KEY POINTS

  • Supreme Court Wednesday lifted the District Court's stay on execution
  • Montgomery’s lawyers: She was born brain-damaged, suffered severe abuse
  • Federal Public Defender: 'Craven bloodlust of a failed administration'

Lisa Montgomery, a woman who was convicted of strangling an expectant mother and stealing her baby, was executed by lethal injection in Indiana on Wednesday, the first woman to be executed by the U.S. government in nearly seven decades.

The 52-year-old woman from Kansas was accused of strangling a pregnant woman in Missouri and cutting up her womb in 2004. Her lawyers claimed she was born brain-damaged and suffered from a range of mental disorders and was subjected to extreme abuses as a child.

Montgomery was declared dead at 1:31 a.m. at the federal prison complex in Terre Haute, Indiana, reported The New York Times.
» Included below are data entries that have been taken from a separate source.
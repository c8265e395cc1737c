//! Parsers for free-text model output.

use std::sync::LazyLock;

use regex::Regex;

static THINK_BLOCK: LazyLock<Regex> =
    LazyLock::new(|| Regex::new(r"(?s)<think>.*?</think>").unwrap());

static CODE_FENCE: LazyLock<Regex> =
    LazyLock::new(|| Regex::new(r"(?s)^```[A-Za-z0-9_-]*\s*\n?(.*?)\n?```$").unwrap());

/// Delimiter for lists of candidate identifiers.
pub const ID_DELIMITER: char = ',';

/// Delimiter for lists of labels.
pub const LABEL_DELIMITER: char = ';';

/// Split `text` on `delimiter` without breaking URIs that contain it.
///
/// Tokens are trimmed. A token starting with `http://` or `https://` opens a
/// URI value; following tokens are joined back onto it with `delimiter` until
/// another URI starts or the input ends. Exact duplicates are removed, keeping
/// the first occurrence.
pub fn parse_delimited_list(text: &str, delimiter: char) -> Vec<String> {
    let mut parts: Vec<String> = Vec::new();
    let mut buffer = String::new();
    let mut inside_uri = false;

    for part in text.split(delimiter) {
        let part = part.trim();
        if part.starts_with("http://") || part.starts_with("https://") {
            if inside_uri {
                parts.push(buffer.trim().to_string());
            }
            buffer = part.to_string();
            inside_uri = true;
        } else if inside_uri {
            buffer.push(delimiter);
            buffer.push_str(part);
        } else {
            parts.push(part.to_string());
        }
    }
    if !buffer.is_empty() {
        parts.push(buffer.trim().to_string());
    }

    let mut seen = std::collections::HashSet::new();
    parts.retain(|p| seen.insert(p.clone()));
    parts
}

/// Remove `<think>...</think>` reasoning blocks and trim the rest.
pub fn strip_reasoning(text: &str) -> String {
    THINK_BLOCK.replace_all(text, "").trim().to_string()
}

/// Unwrap a Markdown code fence if the whole text is one.
pub fn strip_code_fence(text: &str) -> &str {
    let trimmed = text.trim();
    CODE_FENCE
        .captures(trimmed)
        .and_then(|c| c.get(1))
        .map_or(trimmed, |m| m.as_str().trim())
}
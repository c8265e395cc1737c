//! First-candidate strategy.

use std::sync::Arc;

use crate::candidate::{Candidate, Selection};

use super::{DisambigError, DisambiguationContext, Disambiguator, DisambiguatorOptions};

pub const NAME: &str = "simple";

/// Always picks the first candidate, which fits every limit.
#[derive(Debug, Clone, Copy, Default)]
pub struct FirstCandidate;

pub(super) fn factory(
    _: &DisambiguatorOptions,
) -> Result<Arc<dyn Disambiguator>, DisambigError> {
    Ok(Arc::new(FirstCandidate))
}

impl Disambiguator for FirstCandidate {
    fn name(&self) -> &'static str {
        NAME
    }

    fn select(
        &self,
        label: &str,
        candidates: &[Candidate],
        _limit: usize,
        _context: &DisambiguationContext,
    ) -> Result<Vec<Selection>, DisambigError> {
        let first = candidates.first().ok_or_else(|| DisambigError::NoCandidates {
            label: label.to_string(),
        })?;
        Ok(vec![Selection::from(first)])
    }
}
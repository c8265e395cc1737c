//! LLM-judged strategy: a chat model picks candidate IDs from a numbered block.

use std::sync::Arc;

use crate::candidate::{Candidate, Selection};
use crate::llm::parse::{ID_DELIMITER, parse_delimited_list};
use crate::llm::{ChatMessage, ChatModel};

use super::{DisambigError, DisambiguationContext, Disambiguator, DisambiguatorOptions};

pub const NAME: &str = "llm";

/// Instruction given to the judge.
pub const LINKING_PROMPT: &str = "\
You are a precise entity-linking assistant.
Your task is to select the ID of the candidate that unambiguously matches the target term in the sentence, ensuring factual accuracy and semantic coherence.

Rules:

1. Strict Matching: Only return a candidate ID if the context in the sentence explicitly aligns with the candidate's description.

2. No Guessing: Do not infer or assume missing information. If the sentence lacks sufficient context, return nothing.

3. Output Format:

- if there's a match, your response should be a list of comma separated IDs, eg: `C102, C103, C110` or `C102,C103,C110`

- if there is no clear match respond an empty string. Do not include any extra explanations.";

/// Worked examples appended to [`LINKING_PROMPT`].
pub const LINKING_EXAMPLES: &str = r#"Input:
    Sentence: "The Eiffel Tower is located in Paris"
    Term: "Paris"

    Candidates:
        ID: C101
        Label: Paris
        Description: capital city and largest city of France

        ID: C102
        Label: Paris Saint-Germain FC
        Description: association football club in Paris, France

        ID: C103
        Label: Paris
        Description: genus of plants

Output: C101

Input:
    Sentence: "Where was James Brown born?"
    Term: "James Brown"

    Candidates:
        ID: C101
        Label: James Brown
        Description: American musician (1933–2006)

        ID: C102
        Label: James H. Brown
        Description: American biologist and academic

        ID: C103
        Label: James Brown
        Description: American-born painter active in Paris and Oaxaca (Mexico) (1951-2020)

        ID: C104
        Label: Joao
        Description: researcher

Output: C101, C102, C103

Input:
    Sentence: "The capital of Brazil is Brasilia."
    Term: "Brazil"

    Candidates:
        ID: D101
        Label: Argentina
        Description: state in South America

        ID: D102
        Label: Argentina
        Description: genus of plants

Output:"#;

/// Asks a chat model which candidates match the mention in its sentence.
pub struct LlmDisambiguator {
    model: Arc<dyn ChatModel>,
}

pub(super) fn factory(
    options: &DisambiguatorOptions,
) -> Result<Arc<dyn Disambiguator>, DisambigError> {
    let model = options
        .model
        .clone()
        .ok_or_else(|| DisambigError::MissingModel {
            strategy: NAME.to_string(),
        })?;
    Ok(Arc::new(LlmDisambiguator::new(model)))
}

impl LlmDisambiguator {
    pub fn new(model: Arc<dyn ChatModel>) -> Self {
        Self { model }
    }

    pub fn model(&self) -> &Arc<dyn ChatModel> {
        &self.model
    }

    /// Render the system and user turns for one decision.
    pub fn prompt(
        label: &str,
        candidates: &[Candidate],
        sentence: &str,
        textual_context: Option<&str>,
    ) -> Vec<ChatMessage> {
        let system = format!("{LINKING_PROMPT}\n\nExamples:\n{LINKING_EXAMPLES}");
        let context_line = textual_context
            .map(|c| format!("Context: {c}"))
            .unwrap_or_default();
        let user = format!(
            "Now follow the format strictly.\n\n\
             Input:\n    Sentence: \"{sentence}\"\n    Term: \"{label}\"\n    {context_line}\n\n    \
             Candidates:\n{block}\nOutput:",
            block = candidate_block(candidates),
        );
        vec![ChatMessage::system(system), ChatMessage::user(user)]
    }
}

/// One `ID / Label / Description` stanza per candidate.
fn candidate_block(candidates: &[Candidate]) -> String {
    let mut block = String::new();
    for c in candidates {
        block.push_str(&format!("        ID: {}", c.key()));
        block.push_str(&format!("\n        Label: {}", c.label.trim()));
        if let Some(description) = c.description.as_deref().map(str::trim).filter(|d| !d.is_empty()) {
            block.push_str(&format!("\n        Description: {description}"));
        }
        block.push_str("\n\n");
    }
    block
}

impl Disambiguator for LlmDisambiguator {
    fn name(&self) -> &'static str {
        NAME
    }

    fn select(
        &self,
        label: &str,
        candidates: &[Candidate],
        limit: usize,
        context: &DisambiguationContext,
    ) -> Result<Vec<Selection>, DisambigError> {
        if candidates.is_empty() {
            return Err(DisambigError::NoCandidates {
                label: label.to_string(),
            });
        }
        let sentence = context
            .sentence
            .as_deref()
            .filter(|s| !s.is_empty())
            .ok_or_else(|| DisambigError::MissingContext {
                label: label.to_string(),
            })?;

        let messages = Self::prompt(label, candidates, sentence, context.textual_context.as_deref());
        tracing::debug!(label, model = self.model.model_name(), "asking judge");
        let reply = self.model.invoke(&messages).map_err(|source| {
            tracing::warn!(label, error = %source, "judge call failed");
            DisambigError::Llm {
                label: label.to_string(),
                source,
            }
        })?;
        let reply = crate::llm::parse::strip_reasoning(&reply);
        tracing::debug!(label, reply = %reply, "judge replied");

        // The parsed ids are distinct, so taking the first candidate per id
        // also collapses candidates the search returned more than once.
        let mut picks: Vec<Selection> = parse_delimited_list(&reply, ID_DELIMITER)
            .iter()
            .filter(|id| !id.is_empty())
            .filter_map(|id| candidates.iter().find(|c| c.key() == id.as_str()))
            .map(Selection::from)
            .collect();
        if picks.is_empty() {
            return Err(DisambigError::Unresolved {
                label: label.to_string(),
            });
        }
        if limit > 0 {
            picks.truncate(limit);
        }
        Ok(picks)
    }
}

#[cfg(test)]
mod tests {
    use super::*;
    use crate::candidate::EntityKind;
    use crate::llm::LlmError;
    use std::sync::Mutex;

    /// Replies with a fixed answer and remembers the last prompt.
    struct Scripted {
        reply: Result<String, String>,
        seen: Mutex<Vec<ChatMessage>>,
    }

    impl Scripted {
        fn ok(reply: &str) -> Arc<Self> {
            Arc::new(Self {
                reply: Ok(reply.into()),
                seen: Mutex::new(Vec::new()),
            })
        }
    }

    impl ChatModel for Scripted {
        fn invoke(&self, messages: &[ChatMessage]) -> Result<String, LlmError> {
            *self.seen.lock().unwrap() = messages.to_vec();
            self.reply.clone().map_err(|message| LlmError::RequestFailed { message })
        }

        fn model_name(&self) -> &str {
            "scripted"
        }
    }

    fn candidates() -> Vec<Candidate> {
        vec![
            Candidate::new("http://kb/Q28865", "Python").with_description("programming language"),
            Candidate::new("http://kb/Q464424", "Python regius").with_description("species of reptile"),
            Candidate::new("http://kb/Q1", "Monty Python"),
        ]
    }

    fn ctx() -> DisambiguationContext {
        DisambiguationContext::sentence("Python is used in coding")
    }

    #[test]
    fn maps_ids_back_in_reply_order() {
        let judge = LlmDisambiguator::new(Scripted::ok("http://kb/Q464424, http://kb/Q28865"));
        let out = judge
            .disambiguate_candidates("Python", &candidates(), EntityKind::Item, 10, &ctx())
            .unwrap();
        let iris: Vec<_> = out.iter().map(|d| d.entity.iri.as_str()).collect();
        assert_eq!(iris, vec!["http://kb/Q464424", "http://kb/Q28865"]);
    }

    #[test]
    fn duplicate_ids_collapse_and_limit_applies() {
        let judge = LlmDisambiguator::new(Scripted::ok(
            "http://kb/Q28865, http://kb/Q28865, http://kb/Q1",
        ));
        let out = judge.select("Python", &candidates(), 1, &ctx()).unwrap();
        assert_eq!(out.len(), 1);
        assert_eq!(out[0].label, "Python");
    }

    #[test]
    fn repeated_search_hits_are_selected_once() {
        let mut repeated = candidates();
        repeated.push(Candidate::new("http://kb/Q28865", "Python").with_description("programming language"));
        let judge = LlmDisambiguator::new(Scripted::ok("http://kb/Q28865, http://kb/Q1"));
        let out = judge.select("Python", &repeated, 0, &ctx()).unwrap();
        let iris: Vec<_> = out.iter().map(|s| s.iri.as_str()).collect();
        assert_eq!(iris, vec!["http://kb/Q28865", "http://kb/Q1"]);
    }

    #[test]
    fn zero_limit_keeps_every_pick() {
        let judge = LlmDisambiguator::new(Scripted::ok(
            "http://kb/Q1, http://kb/Q28865, http://kb/Q464424",
        ));
        assert_eq!(judge.select("Python", &candidates(), 0, &ctx()).unwrap().len(), 3);
        assert_eq!(judge.select("Python", &candidates(), 2, &ctx()).unwrap().len(), 2);
    }

    #[test]
    fn empty_reply_is_unresolved() {
        let judge = LlmDisambiguator::new(Scripted::ok("<think>hmm</think>\n"));
        assert!(matches!(
            judge.select("Python", &candidates(), 10, &ctx()),
            Err(DisambigError::Unresolved { .. })
        ));
    }

    #[test]
    fn unknown_ids_are_unresolved() {
        let judge = LlmDisambiguator::new(Scripted::ok("C999"));
        assert!(matches!(
            judge.select("Python", &candidates(), 10, &ctx()),
            Err(DisambigError::Unresolved { .. })
        ));
    }

    #[test]
    fn model_failure_surfaces() {
        let judge = LlmDisambiguator::new(Arc::new(Scripted {
            reply: Err("boom".into()),
            seen: Mutex::new(Vec::new()),
        }));
        assert!(matches!(
            judge.select("Python", &candidates(), 10, &ctx()),
            Err(DisambigError::Llm { .. })
        ));
    }

    #[test]
    fn sentence_is_required() {
        let judge = LlmDisambiguator::new(Scripted::ok("http://kb/Q1"));
        assert!(matches!(
            judge.select("Python", &candidates(), 10, &DisambiguationContext::default()),
            Err(DisambigError::MissingContext { .. })
        ));
    }

    #[test]
    fn prompt_lists_every_candidate_and_context() {
        let model = Scripted::ok("http://kb/Q1");
        let judge = LlmDisambiguator::new(model.clone());
        let context = ctx().with_textual_context(Some("a programming topic".into()));
        judge.select("Python", &candidates(), 10, &context).unwrap();

        let seen = model.seen.lock().unwrap();
        assert_eq!(seen.len(), 2);
        assert!(seen[0].content.starts_with("You are a precise entity-linking assistant."));
        assert!(seen[0].content.contains("Examples:\nInput:"));
        let user = &seen[1].content;
        assert!(user.contains("Sentence: \"Python is used in coding\""));
        assert!(user.contains("Term: \"Python\""));
        assert!(user.contains("Context: a programming topic"));
        assert!(user.contains("ID: http://kb/Q464424\n        Label: Python regius\n        Description: species of reptile"));
        assert!(user.contains("ID: http://kb/Q1\n        Label: Monty Python\n\n"));
        assert!(user.ends_with("Output:"));
    }
}
/// Assembles a [`QaPipeline`], failing on missing components before any
/// network call.
pub struct QaPipelineBuilder {
    model: Option<Arc<dyn ChatModel>>,
    linking_model: Option<Arc<dyn ChatModel>>,
    embedder: Option<Arc<dyn Embedder>>,
    search: Option<Arc<dyn Search>>,
    store: Option<Arc<dyn Store>>,
    strategy: Option<Arc<dyn Disambiguator>>,
    strategy_name: String,
    registry: DisambiguatorRegistry,
    metric: SimilarityMetric,
    few_shot: FewShot,
    system_prompt: Option<String>,
    resolve: ResolveOptions,
    retry: RetryPolicy,
}

impl Default for QaPipelineBuilder {
    fn default() -> Self {
        Self {
            model: None,
            linking_model: None,
            embedder: None,
            search: None,
            store: None,
            strategy: None,
            strategy_name: "llm".into(),
            registry: DisambiguatorRegistry::builtin(),
            metric: SimilarityMetric::default(),
            few_shot: FewShot::None,
            system_prompt: None,
            resolve: ResolveOptions::default(),
            retry: RetryPolicy::default(),
        }
    }
}

impl QaPipelineBuilder {
    /// Chat model for extraction, and for linking unless overridden.
    pub fn model(mut self, model: Arc<dyn ChatModel>) -> Self {
        self.model = Some(model);
        self
    }

    pub fn linking_model(mut self, model: Arc<dyn ChatModel>) -> Self {
        self.linking_model = Some(model);
        self
    }

    pub fn embedder(mut self, embedder: Arc<dyn Embedder>) -> Self {
        self.embedder = Some(embedder);
        self
    }

    pub fn search(mut self, search: Arc<dyn Search>) -> Self {
        self.search = Some(search);
        self
    }

    pub fn store(mut self, store: Arc<dyn Store>) -> Self {
        self.store = Some(store);
        self
    }

    /// Use one knowledge base for both search and statements.
    pub fn kb<K: Search + Store + 'static>(self, kb: Arc<K>) -> Self {
        self.search(kb.clone()).store(kb)
    }

    /// Use this strategy instead of one from the registry.
    pub fn strategy(mut self, strategy: Arc<dyn Disambiguator>) -> Self {
        self.strategy = Some(strategy);
        self
    }

    pub fn strategy_name(mut self, name: &str) -> Self {
        self.strategy_name = name.to_string();
        self
    }

    pub fn registry(mut self, registry: DisambiguatorRegistry) -> Self {
        self.registry = registry;
        self
    }

    pub fn metric(mut self, metric: SimilarityMetric) -> Self {
        self.metric = metric;
        self
    }

    pub fn few_shot(mut self, few_shot: FewShot) -> Self {
        self.few_shot = few_shot;
        self
    }

    pub fn system_prompt(mut self, prompt: impl Into<String>) -> Self {
        self.system_prompt = Some(prompt.into());
        self
    }

    pub fn resolve_options(mut self, options: ResolveOptions) -> Self {
        self.resolve = options;
        self
    }

    pub fn fast_path(mut self, enabled: bool) -> Self {
        self.resolve.fast_path = enabled;
        self
    }

    pub fn retry(mut self, policy: RetryPolicy) -> Self {
        self.retry = policy;
        self
    }

    pub fn build(self) -> QaResult<QaPipeline> {
        let model = self
            .model
            .ok_or(ConfigError::MissingComponent { component: "chat model" })?;
        let search = self
            .search
            .ok_or(ConfigError::MissingComponent { component: "search backend" })?;
        let store = self
            .store
            .ok_or(ConfigError::MissingComponent { component: "statement store" })?;

        let strategy = match self.strategy {
            Some(strategy) => strategy,
            None => {
                let options = DisambiguatorOptions {
                    model: Some(self.linking_model.unwrap_or_else(|| model.clone())),
                    embedder: self.embedder,
                    metric: self.metric,
                };
                self.registry.create(&self.strategy_name, &options)?
            }
        };

        let mut extractor = TripleExtractor::new(model).with_few_shot(self.few_shot);
        if let Some(prompt) = self.system_prompt {
            extractor = extractor.with_system_prompt(prompt);
        }

        let resolver = Resolver::new(
            Arc::new(Retrying::new(search, self.retry)),
            Arc::new(Retrying::new(store.clone(), self.retry)),
            strategy,
            self.resolve,
        )?;
        tracing::debug!(strategy = resolver.strategy().name(), "pipeline ready");

        Ok(QaPipeline {
            extractor,
            resolver,
            store,
            retry: self.retry,
        })
    }
}
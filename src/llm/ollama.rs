//! Ollama client: chat completions and embeddings over the REST API.

use std::time::Duration;

use crate::embed::{EmbedError, Embedder};

use super::{ChatMessage, ChatModel, LlmError};

/// Configuration for the Ollama client.
#[derive(Debug, Clone)]
pub struct OllamaConfig {
    /// Base URL for the Ollama API.
    pub base_url: String,
    /// Model name to use.
    pub model: String,
    /// Request timeout in seconds.
    pub timeout_secs: u64,
    /// Sampling options forwarded verbatim (`temperature`, `num_ctx`, ...).
    pub options: serde_json::Map<String, serde_json::Value>,
}

impl Default for OllamaConfig {
    fn default() -> Self {
        Self {
            base_url: "http://localhost:11434".into(),
            model: "llama3.2".into(),
            timeout_secs: 120,
            options: serde_json::Map::new(),
        }
    }
}

/// Client for the Ollama REST API.
pub struct OllamaClient {
    config: OllamaConfig,
    agent: ureq::Agent,
}

impl OllamaClient {
    /// Create a new Ollama client with the given configuration.
    pub fn new(config: OllamaConfig) -> Self {
        let agent = ureq::AgentBuilder::new()
            .timeout(Duration::from_secs(config.timeout_secs))
            .build();
        Self { config, agent }
    }

    /// Probe the server with a lightweight `/api/tags` request.
    pub fn probe(&self) -> bool {
        let url = format!("{}/api/tags", self.config.base_url);
        matches!(
            self.agent.get(&url).timeout(Duration::from_secs(5)).call(),
            Ok(resp) if resp.status() == 200
        )
    }

    fn post(&self, path: &str, body: &serde_json::Value) -> Result<serde_json::Value, LlmError> {
        let url = format!("{}{path}", self.config.base_url);
        let body_str = serde_json::to_string(body).map_err(|e| LlmError::RequestFailed {
            message: format!("JSON serialize error: {e}"),
        })?;

        let resp = self
            .agent
            .post(&url)
            .set("Content-Type", "application/json")
            .send_string(&body_str)
            .map_err(|e| match e {
                ureq::Error::Transport(t) if t.kind() == ureq::ErrorKind::ConnectionFailed => {
                    LlmError::Unavailable {
                        url: self.config.base_url.clone(),
                    }
                }
                ureq::Error::Transport(t) if t.to_string().contains("timed out") => {
                    LlmError::Timeout {
                        timeout_secs: self.config.timeout_secs,
                    }
                }
                other => LlmError::RequestFailed {
                    message: other.to_string(),
                },
            })?;

        let resp_str = resp.into_string().map_err(|e| LlmError::ParseError {
            message: e.to_string(),
        })?;

        serde_json::from_str(&resp_str).map_err(|e| LlmError::ParseError {
            message: e.to_string(),
        })
    }

    /// Get the model name being used.
    pub fn model(&self) -> &str {
        &self.config.model
    }
}

impl ChatModel for OllamaClient {
    fn invoke(&self, messages: &[ChatMessage]) -> Result<String, LlmError> {
        let msgs: Vec<serde_json::Value> = messages
            .iter()
            .map(|m| {
                serde_json::json!({
                    "role": m.role.as_str(),
                    "content": m.content,
                })
            })
            .collect();

        let mut body = serde_json::json!({
            "model": self.config.model,
            "messages": msgs,
            "stream": false,
        });
        if !self.config.options.is_empty() {
            body["options"] = serde_json::Value::Object(self.config.options.clone());
        }

        let json = self.post("/api/chat", &body)?;
        json["message"]["content"]
            .as_str()
            .map(str::to_string)
            .ok_or_else(|| LlmError::ParseError {
                message: "missing 'message.content' field".into(),
            })
    }

    fn model_name(&self) -> &str {
        &self.config.model
    }
}

impl Embedder for OllamaClient {
    fn encode(&self, texts: &[&str]) -> Result<Vec<Vec<f32>>, EmbedError> {
        if texts.is_empty() {
            return Ok(Vec::new());
        }
        let body = serde_json::json!({
            "model": self.config.model,
            "input": texts,
        });
        let json = self.post("/api/embed", &body).map_err(|e| EmbedError::Backend {
            message: e.to_string(),
        })?;

        let rows = json["embeddings"]
            .as_array()
            .ok_or_else(|| EmbedError::Backend {
                message: "missing 'embeddings' field".into(),
            })?;
        let vectors: Vec<Vec<f32>> = rows
            .iter()
            .map(|row| {
                row.as_array()
                    .map(|xs| xs.iter().filter_map(|x| x.as_f64()).map(|x| x as f32).collect())
                    .unwrap_or_default()
            })
            .collect();
        if vectors.len() != texts.len() {
            return Err(EmbedError::Backend {
                message: format!("asked for {} embeddings, got {}", texts.len(), vectors.len()),
            });
        }
        Ok(vectors)
    }
}

impl std::fmt::Debug for OllamaClient {
    fn fmt(&self, f: &mut std::fmt::Formatter<'_>) -> std::fmt::Result {
        f.debug_struct("OllamaClient")
            .field("base_url", &self.config.base_url)
            .field("model", &self.config.model)
            .finish()
    }
}

#[cfg(test)]
mod tests {
    use super::*;

    #[test]
    fn probe_unreachable_returns_false() {
        let client = OllamaClient::new(OllamaConfig {
            base_url: "http://127.0.0.1:1".into(), // unreachable port
            ..Default::default()
        });
        assert!(!client.probe());
    }

    #[test]
    fn chat_when_unreachable_returns_error() {
        let client = OllamaClient::new(OllamaConfig {
            base_url: "http://127.0.0.1:1".into(),
            timeout_secs: 2,
            ..Default::default()
        });
        let result = client.invoke(&[ChatMessage::user("hello")]);
        assert!(result.is_err());
    }

    #[test]
    fn empty_embedding_request_skips_network() {
        let client = OllamaClient::new(OllamaConfig {
            base_url: "http://127.0.0.1:1".into(),
            ..Default::default()
        });
        assert!(client.encode(&[]).unwrap().is_empty());
    }

    #[test]
    fn default_config_values() {
        let config = OllamaConfig::default();
        assert_eq!(config.base_url, "http://localhost:11434");
        assert_eq!(config.model, "llama3.2");
        assert_eq!(config.timeout_secs, 120);
    }
}
#[test]
fn fast_path_matches_a_property_labelled_born() {
    let mut kb = MemoryKb::new();
    let freddie = kb.add_item("Q15869", "Freddie Mercury", "British singer");
    let zanzibar = kb.add_item("Q1867", "Zanzibar", "island in Tanzania");
    let born = kb.add_property("P19", "born", "place of birth", Some(Datatype::Item));
    kb.add_statement(&freddie, &born, Value::Entity(zanzibar));

    let model = Scripted::new(
        r#"[{"subject": "Freddie Mercury", "property": "born", "object": "?x"}]"#,
    );
    let p = QaPipeline::builder()
        .model(model.clone())
        .kb(Arc::new(kb))
        .strategy(Arc::new(FirstCandidate))
        .retry(RetryPolicy::none())
        .build()
        .unwrap();
    let outcome = p.query(FREDDIE_BORN).unwrap();

    assert_eq!(outcome.triple_patterns.len(), 1);
    assert_eq!(outcome.items.len(), 1);
    assert_eq!(outcome.property_path, Some(PropertyPath::Fast));
    assert_eq!(outcome.filters.len(), 1);
    let filter = &outcome.filters[0];
    assert_eq!(filter.subject, Fingerprint::Entity(EntityRef::item("Q15869")));
    assert_eq!(filter.property, Fingerprint::Entity(EntityRef::property("P19")));
    assert!(filter.value.is_any());
    assert_eq!(p.statements(&outcome).count(), 1);
    // only the extraction call reached the model
    assert_eq!(model.calls.load(Ordering::SeqCst), 1);
}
Though a U.S. District Court judge had granted a stay to halt the execution Monday, it was lifted by the Supreme Court early Wednesday. The court also denied two other last-minute requests from Montgomery for a postponement.

In 2004, Montgomery, who had been faking a pregnancy, contacted Bobbie Jo Stinnett, a terrier breeder in Skidmore, expressing interest in buying a dog. Upon arriving at the house, Montgomery strangled Stinnett, used a knife to cut her abdomen and extracted the fetus, then claimed the child as her own.

The child lived and turned 16 last year. Though Montgomery tried to pass the child off as her own, she was arrested and later convicted by a jury and sentenced unanimously to death.

Montgomery’s lawyers argued she had bipolar disorder, temporal lobe epilepsy, complex post-traumatic stress disorder, dissociative disorder, psychosis, traumatic brain injury and most likely fetal alcohol syndrome.

The clemency petition said Montgomery was born into a family rife with mental illness, including schizophrenia, bipolar disorder and depression. The 7000-page petition said Montgomery was abused by her mother in extreme and sadistic ways.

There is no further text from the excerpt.